If ephrin As play a role in forming neuromuscular topography, one would expect a difference in expression of ephrins in a muscle located rostrally and one located caudally. Two muscles that display topographic maps and are innervated by motor pools at extreme ends of the neuraxis are the serratus anterior and the gluteus maximus. Table 2 summarizes the results of quantitative RT-PCR measurements of the five ephrin As in mouse serratus and gluteus muscles. Ephrins A2, A4, and A5 are significantly higher in the rostral serratus muscle than the caudal gluteus. No significant differences in ephrins A1 or A3 were observed.
Table 2.
Serratus anterior rostral | Gluteus caudal | |
---|---|---|
Ephrin A | ||
A1 | 18.8 ± 2.0 | 15.3 ± 1.9 |
A2* | 9.0 ± 1.3 | 5.3 ± 0.6 |
A3 | 1.3 ± 0.7 | 0.4 ± 0.09 |
A4** | 4.1 ± 0.3 | 2.6 ± 0.3 |
A5** | 11.7 ± 1.0 | 7.7 ± 0.5 |
*p < 0.05; **p < 0.01.
Selective outgrowth of embryonic spinal neurites is ephrin A dependent
Although we have previously demonstrated neuromuscular topography in both the serratus and gluteus muscles, we have not previously demonstrated whether this map is ephrin dependent. To test this dependence we developed three independent assay methods. First, we measured selective outgrowth of spinal neurites on muscle membranes prepared from control mice to membranes prepared from ephrin A2−/− ephrin A5−/− double mutant mice. Second, we measured selective growth on muscle membranes with or without pretreatment with PI-PLC. Third, we measured selective outgrowth on membranes in the presence or absence of Eph fusion protein receptor bodies.

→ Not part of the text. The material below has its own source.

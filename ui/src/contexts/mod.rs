pub mod api;

pub use api::{ApiHandle, ApiProvider, use_api};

In the first series of experiments cervical (rostral) or lumbar (caudal) E15 spinal cord slices were cocultured on alternating stripes of P0 serratus (rostral) and gluteus (caudal) muscle membranes. Figure 2, A and B, illustrate that rostral neurites grow preferentially on serratus (rostral) muscle membranes, whereas caudal neurites grew preferentially on gluteus (caudal) membranes. Figure 2C summarizes the results of 119 rostral and 122 caudal cocultures. This difference in preferential outgrowth is abolished in muscle membranes isolated from ephrin A2−/− ephrin A5−/− double mutant mice (Fig. 3A,B). Spinal cord neurites are less selective in outgrowth on membranes from serratus or gluteus membranes from the mutant mouse membranes. Figure 3C summarizes the results from 96 cocultures of rostral spinal cord slices and 108 cocultures of caudal spinal cord slices. No differences in growth preferences were observed by spinal neurites on muscle membranes from ephrin A2–A5 mutant mice.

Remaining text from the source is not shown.